Heart to heart
What every parent-to-be should know about congenital heart defects.
Carolyn Tillo Published: 2/10/2020
According to the American Heart Association, about 40,000 children are born with a heart defect each year. A congenital heart defect (also called congenital heart disease) occurs when the heart or blood vessels surrounding it don’t develop properly before birth.
Shawyntee Mayo, MD, MPH, medical director of the Pediatric Preventive Cardiology Clinic at Wolfson Children’s Hospital and the UF Health Pediatric Cardiovascular Center, offers parents information about the signs and symptoms of congenital heart defects.
Can you prevent congenital heart disease (CHD)?
You can’t prevent it, but you can help reduce your child’s risk to develop congenital heart disease when you’re pregnant by:
- Avoiding any harmful medications, such as those used to treat acne or bipolar disorder
- Keeping your blood sugar levels under control if you are diabetic
- Taking your prenatal vitamins
- Ensuring your immunizations are up-to-date
When do parents typically find out if their child has a congenital heart defect?
It depends on what type of defect it is. Some can be detected as early as 18 to 22 weeks when an expectant mother goes in for her first anatomy sonogram. In this case, the OB/GYN will refer the mother to a perinatologist (high-risk OB/GYN) as well as a pediatric cardiologist specializing in fetal medicine who can help the family plan for the types of cardiovascular care their child will need.

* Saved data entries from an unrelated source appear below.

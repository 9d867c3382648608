use crate::extractors::{authenticated_user::AuthenticatedUser, caller::RequestCaller};
use crate::params::post::CreateParams;
use crate::{AppState, Error};
use axum::extract::{Path, State};
use axum::http::StatusCode;
use axum::response::IntoResponse;
use axum::Json;
use domain::post as PostApi;
use log::*;

/// CREATE a post. Followers see it on their timelines shortly after.
pub async fn create(
    AuthenticatedUser(caller): AuthenticatedUser,
    State(app_state): State<AppState>,
    Json(params): Json<CreateParams>,
) -> Result<impl IntoResponse, Error> {
    debug!("CREATE post from {:?}", caller.user_id);

    let post = PostApi::create(
        &app_state.ctx,
        &caller,
        &params.content,
        params.spoiler_of.as_deref(),
    )
    .await?;

    Ok((StatusCode::CREATED, Json(post)))
}

/// GET a post by id
pub async fn read(
    RequestCaller(caller): RequestCaller,
    State(app_state): State<AppState>,
    Path(post_id): Path<String>,
) -> Result<impl IntoResponse, Error> {
    debug!("GET post {post_id}");

    let post = PostApi::find(&app_state.ctx, &caller, &post_id).await?;

    Ok(Json(post))
}

/// Like or unlike a post
pub async fn toggle_like(
    AuthenticatedUser(caller): AuthenticatedUser,
    State(app_state): State<AppState>,
    Path(post_id): Path<String>,
) -> Result<impl IntoResponse, Error> {
    debug!("TOGGLE like of post {post_id}");

    let toggled = PostApi::toggle_like(&app_state.ctx, &caller, &post_id).await?;

    Ok(Json(toggled))
}

/// Start or stop receiving comment notifications for a post
pub async fn toggle_subscription(
    AuthenticatedUser(caller): AuthenticatedUser,
    State(app_state): State<AppState>,
    Path(post_id): Path<String>,
) -> Result<impl IntoResponse, Error> {
    debug!("TOGGLE subscription to post {post_id}");

    let toggled = PostApi::toggle_subscription(&app_state.ctx, &caller, &post_id).await?;

    Ok(Json(toggled))
}
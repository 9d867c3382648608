use crate::auth::Caller;
use crate::content;
use crate::error::Error;
use crate::Context;
use email_address::EmailAddress;
use entity_api::FollowToggle;
use events::User;
use log::*;

pub async fn create(ctx: &Context, email: &str, username: &str) -> Result<User, Error> {
    let email = email.trim();
    let username = username.trim();

    if !EmailAddress::is_valid(email) {
        return Err(Error::invalid("email is not a valid address"));
    }
    if !content::is_valid_username(username) {
        return Err(Error::invalid(format!(
            "username must start with a letter and hold at most {} letters, digits, '_' or '-'",
            content::MAX_USERNAME_CHARS
        )));
    }

    let user = ctx.store.create_user(email, username).await?;
    info!("Created user {}", user.username);
    Ok(user)
}

pub async fn find_by_username(ctx: &Context, username: &str) -> Result<User, Error> {
    Ok(ctx.store.find_user_by_username(username).await?)
}

/// Follows `username` or, if the caller already follows them, unfollows.
/// A new follow notifies the followed user in the background.
pub async fn toggle_follow(
    ctx: &Context,
    caller: &Caller,
    username: &str,
) -> Result<FollowToggle, Error> {
    let user_id = caller.require_user()?;
    let toggled = ctx.store.toggle_follow(user_id, username).await?;

    debug!(
        "User {user_id} {} {username}",
        if toggled.following { "followed" } else { "unfollowed" }
    );

    if toggled.following {
        let store = ctx.store.clone();
        let broker = ctx.hub.notifications().clone();
        let follower_id = user_id.clone();
        let followee_id = toggled.followee_id.clone();
        ctx.fanout.submit("follow_notification", async move {
            let actor = store.find_user_by_id(&follower_id).await?;
            let notification = store.create_follow_notification(&actor, &followee_id).await?;
            broker.publish(notification).await?;
            Ok(())
        });
    }

    Ok(toggled)
}

#[cfg(test)]
mod tests {
    use super::*;
    use crate::error::{DomainErrorKind, EntityErrorKind, InternalErrorKind};
    use crate::test_support::Harness;
    use events::NotificationKind;
    use std::time::Duration;
    use tokio::time::timeout;

    fn entity(kind: EntityErrorKind) -> DomainErrorKind {
        DomainErrorKind::Internal(InternalErrorKind::Entity(kind))
    }

    #[tokio::test]
    async fn create_validates_email_and_username() {
        let harness = Harness::start();
        let ctx = &harness.ctx;

        let bad_email = create(ctx, "not-an-email", "alice").await;
        let bad_username = create(ctx, "alice@example.com", "1alice").await;

        assert_eq!(
            bad_email.unwrap_err().error_kind,
            entity(EntityErrorKind::Invalid)
        );
        assert_eq!(
            bad_username.unwrap_err().error_kind,
            entity(EntityErrorKind::Invalid)
        );
        harness.finish().await;
    }

    #[tokio::test]
    async fn create_reports_taken_username_as_conflict() -> Result<(), Error> {
        let harness = Harness::start();
        let ctx = &harness.ctx;
        create(ctx, "alice@example.com", "alice").await?;

        let taken = create(ctx, "other@example.com", "alice").await;

        assert_eq!(
            taken.unwrap_err().error_kind,
            entity(EntityErrorKind::Conflict)
        );
        harness.finish().await;
        Ok(())
    }

    #[tokio::test]
    async fn following_notifies_the_followed_user_once() -> Result<(), Error> {
        let harness = Harness::start();
        let ctx = &harness.ctx;
        let alice = create(ctx, "alice@example.com", "alice").await?;
        let bob = create(ctx, "bob@example.com", "bob").await?;
        let caller = Caller::user(alice.id.clone());

        let mut bobs = ctx.hub.notifications().subscribe(bob.id.clone()).await?;

        let followed = toggle_follow(ctx, &caller, "bob").await?;
        assert!(followed.following);
        assert_eq!(followed.followers_count, 1);

        let notification = timeout(Duration::from_secs(2), bobs.recv())
            .await
            .unwrap()
            .unwrap();
        assert_eq!(notification.kind, NotificationKind::Follow);
        assert_eq!(notification.actors, vec!["alice"]);

        let unfollowed = toggle_follow(ctx, &caller, "bob").await?;
        assert!(!unfollowed.following);
        assert!(timeout(Duration::from_millis(200), bobs.recv())
            .await
            .is_err());

        drop(bobs);
        harness.finish().await;
        Ok(())
    }

    #[tokio::test]
    async fn following_yourself_or_nobody_fails() -> Result<(), Error> {
        let harness = Harness::start();
        let ctx = &harness.ctx;
        let alice = create(ctx, "alice@example.com", "alice").await?;
        let caller = Caller::user(alice.id.clone());

        let yourself = toggle_follow(ctx, &caller, "alice").await;
        let nobody = toggle_follow(ctx, &caller, "nobody").await;

        assert_eq!(
            yourself.unwrap_err().error_kind,
            entity(EntityErrorKind::Forbidden)
        );
        assert_eq!(
            nobody.unwrap_err().error_kind,
            entity(EntityErrorKind::NotFound)
        );
        harness.finish().await;
        Ok(())
    }
}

Some symptoms of a congenital heart defect will be obvious, allowing the pediatric cardiologist to catch it earlier.
In other cases, a defect such as a smaller hole in the heart might not be detected until the child is a teenager.
How is it possible to diagnose heart defects before a baby is born?
Routine ultrasounds and prenatal tests help to reveal it, and then fetal echocardiography is used to confirm the diagnosis and pinpoint the exact condition.
Which treatment options are available for congenital heart defects?
Treatment options vary depending on the severity of the defect. Children may require only close monitoring or treatment with medicine. Some conditions may require minimally invasive cardiac catheterization, or more serious treatment, such as heart surgery.